Yes advertising has stopped working but the pundits are wrong. Advertising is ineffective
not because there is a smaller audience with a short attention span or a decrease
of disposable income. The decrease is because of the meaningless, uninspired, repetitive
drivel that is churned out daily. There is no need to point fingers at the agencies
or the clients or the people working on these communication pieces. What has this
got to do with Words - editorial content is also going the way of advertising content
- drivel laden.
As mentioned at the outset of this article the decline is not due to technology
because if anything technology i.e. the World Wide Web has increased the need for
good editorial content that is informative and creative. However, the double-edged
sword that is the Internet has also done two things:
- overloaded us with information which has forced us to ignore meaningless words -
drivel
- improved focus which has resulted in us choosing what we want to read or listen
to - sifting
From the days of the gold rush when gold miners waded into a gushing stream (information
overload) and only stayed if their patient sifting out the drivel flowing by them
resulted in a Gold Nugget. The resultant effective - gold miners staying for longer
and more miners joining them to get their nugget.
Want your communication to be that nugget?

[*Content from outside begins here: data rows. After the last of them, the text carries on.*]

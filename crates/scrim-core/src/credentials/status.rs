//! Credential status reporting
//!
//! Derives, per provider, whether the fields a run needs are populated. The
//! store is re-read on every check; nothing is cached.

use std::fmt;
use std::path::{Path, PathBuf};

use serde::{Deserialize, Serialize};

use super::store::CredentialStore;
use crate::error::ScrimResult;
use crate::provider::{Provider, ProviderRegistry};

/// Presence of one required credential field
#[derive(Debug, Clone, PartialEq, Eq, Serialize, Deserialize)]
pub struct CredentialEntry {
    pub provider: Provider,
    pub field_name: String,
    pub is_present: bool,
}

/// Overall state of the credential store
#[derive(Debug, Clone, Copy, PartialEq, Eq, Serialize, Deserialize)]
#[serde(rename_all = "snake_case")]
pub enum ConfigStatus {
    /// Every selectable provider is configured
    Complete,
    /// At least one provider is configured
    Partial,
    /// No provider is configured
    Unconfigured,
}

impl ConfigStatus {
    /// At least one provider can be used
    pub fn is_ready(&self) -> bool {
        matches!(self, ConfigStatus::Complete | ConfigStatus::Partial)
    }

    pub fn description(&self) -> &'static str {
        match self {
            ConfigStatus::Complete => "All providers configured",
            ConfigStatus::Partial => "Some providers configured",
            ConfigStatus::Unconfigured => "No API keys configured",
        }
    }
}

impl fmt::Display for ConfigStatus {
    fn fmt(&self, f: &mut fmt::Formatter<'_>) -> fmt::Result {
        write!(f, "{}", self.description())
    }
}

/// Status of one provider
#[derive(Debug, Clone, PartialEq, Eq, Serialize, Deserialize)]
pub struct ProviderStatus {
    pub provider: Provider,
    pub entries: Vec<CredentialEntry>,
}

impl ProviderStatus {
    /// Every required field is present and non-empty
    pub fn is_configured(&self) -> bool {
        is_configured(&self.entries)
    }

    /// Required fields still missing
    pub fn missing_fields(&self) -> Vec<&str> {
        self.entries
            .iter()
            .filter(|e| !e.is_present)
            .map(|e| e.field_name.as_str())
            .collect()
    }
}

/// Status of every selectable provider
#[derive(Debug, Clone, PartialEq, Eq, Serialize, Deserialize)]
pub struct CredentialReport {
    pub providers: Vec<ProviderStatus>,
}

impl CredentialReport {
    pub fn configured(&self) -> Vec<Provider> {
        self.providers
            .iter()
            .filter(|p| p.is_configured())
            .map(|p| p.provider)
            .collect()
    }

    pub fn overall(&self) -> ConfigStatus {
        let configured = self.configured().len();
        if configured == 0 {
            ConfigStatus::Unconfigured
        } else if configured == self.providers.len() {
            ConfigStatus::Complete
        } else {
            ConfigStatus::Partial
        }
    }
}

/// A provider counts as configured iff every required entry is present
pub fn is_configured(entries: &[CredentialEntry]) -> bool {
    !entries.is_empty() && entries.iter().all(|e| e.is_present)
}

/// Reads the credential store and reports which required fields are set
#[derive(Debug, Clone)]
pub struct CredentialStatus {
    store_path: PathBuf,
}

impl CredentialStatus {
    pub fn new(store_path: impl Into<PathBuf>) -> Self {
        Self {
            store_path: store_path.into(),
        }
    }

    pub fn store_path(&self) -> &Path {
        &self.store_path
    }

    /// Required-field presence for one provider.
    ///
    /// Fails with `StoreUnavailable` when the store is missing or corrupt; a
    /// store that lacks the provider's section reports every field absent.
    pub fn check(&self, provider: Provider) -> ScrimResult<Vec<CredentialEntry>> {
        let store = CredentialStore::load(&self.store_path)?;
        Ok(entries_for(&store, provider))
    }

    /// Status of every selectable provider from a single read of the store
    pub fn report(&self) -> ScrimResult<CredentialReport> {
        let store = CredentialStore::load(&self.store_path)?;
        let providers = Provider::ALL
            .iter()
            .map(|&provider| ProviderStatus {
                provider,
                entries: entries_for(&store, provider),
            })
            .collect();
        Ok(CredentialReport { providers })
    }
}

fn entries_for(store: &CredentialStore, provider: Provider) -> Vec<CredentialEntry> {
    ProviderRegistry::required_credential_fields(provider)
        .iter()
        .map(|field| CredentialEntry {
            provider,
            field_name: field.to_string(),
            is_present: store.is_set(provider.as_str(), field),
        })
        .collect()
}

#[cfg(test)]
mod tests {
    use super::*;
    use crate::error::ScrimError;
    use std::fs;
    use tempfile::TempDir;

    fn store_with(content: &str) -> (TempDir, CredentialStatus) {
        let dir = TempDir::new().unwrap();
        let path = dir.path().join("llm_env.yml");
        fs::write(&path, content).unwrap();
        (dir, CredentialStatus::new(path))
    }

    #[test]
    fn test_missing_provider_section_reports_absent() {
        let (_dir, status) = store_with("google:\n  GOOGLE_API_KEY: abc\n");
        let entries = status.check(Provider::OpenAi).unwrap();

        assert_eq!(
            entries,
            vec![CredentialEntry {
                provider: Provider::OpenAi,
                field_name: "OPENAI_API_KEY".to_string(),
                is_present: false,
            }]
        );
        assert!(!is_configured(&entries));
    }

    #[test]
    fn test_blank_value_is_not_present() {
        let (_dir, status) = store_with("openai:\n  OPENAI_API_KEY: '  '\n");
        let entries = status.check(Provider::OpenAi).unwrap();
        assert!(!entries[0].is_present);
    }

    #[test]
    fn test_azure_needs_key_and_endpoint() {
        let (_dir, status) = store_with(
            "azure:\n  AZURE_OPENAI_API_KEY: k\n  AZURE_OPENAI_ENDPOINT: ''\n",
        );
        let entries = status.check(Provider::Azure).unwrap();
        assert_eq!(entries.len(), 2);
        assert!(!is_configured(&entries));

        let (_dir, status) = store_with(
            "azure:\n  AZURE_OPENAI_API_KEY: k\n  AZURE_OPENAI_ENDPOINT: https://x\n",
        );
        assert!(is_configured(&status.check(Provider::Azure).unwrap()));
    }

    #[test]
    fn test_missing_store_propagates() {
        let dir = TempDir::new().unwrap();
        let status = CredentialStatus::new(dir.path().join("absent.yml"));
        assert!(matches!(
            status.check(Provider::OpenAi),
            Err(ScrimError::StoreUnavailable { .. })
        ));
    }

    #[test]
    fn test_report_overall_status() {
        let (_dir, status) = store_with("openai:\n  OPENAI_API_KEY: sk\n");
        let report = status.report().unwrap();
        assert_eq!(report.configured(), vec![Provider::OpenAi]);
        assert_eq!(report.overall(), ConfigStatus::Partial);

        let (_dir, status) = store_with("{}\n");
        assert_eq!(status.report().unwrap().overall(), ConfigStatus::Unconfigured);

        let (_dir, status) = store_with(
            "openai: {OPENAI_API_KEY: a}\nazure: {AZURE_OPENAI_API_KEY: b, AZURE_OPENAI_ENDPOINT: c}\nanthropic: {ANTHROPIC_KEY: d}\ngoogle: {GOOGLE_API_KEY: e}\n",
        );
        let report = status.report().unwrap();
        assert_eq!(report.overall(), ConfigStatus::Complete);
        assert!(report.overall().is_ready());
    }
}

- Only deliver a message if there is substance - nobody likes fluff
- Be factual and specific give details not generalities - numbers not statistics
- Unless everyone knows you are number one don't claim it, Unless your idea is truly
ground breaking do not say it - the reader is smart he/she will figure it out and
appreciate that you have been modest
- Always remember the customer approaches any communication with the question - What's
in it for me? Or derivation of the same idea - so tell them in as few direct words
as possible
- Honesty is the best policy and if you have evidence to support your communication
by all means use it.
It is great to be creative and keep saying the same thing over and over again but
it is the message that matters. A message which communicates to the customer what
is in it for them in as many words needs no special effects to be effective.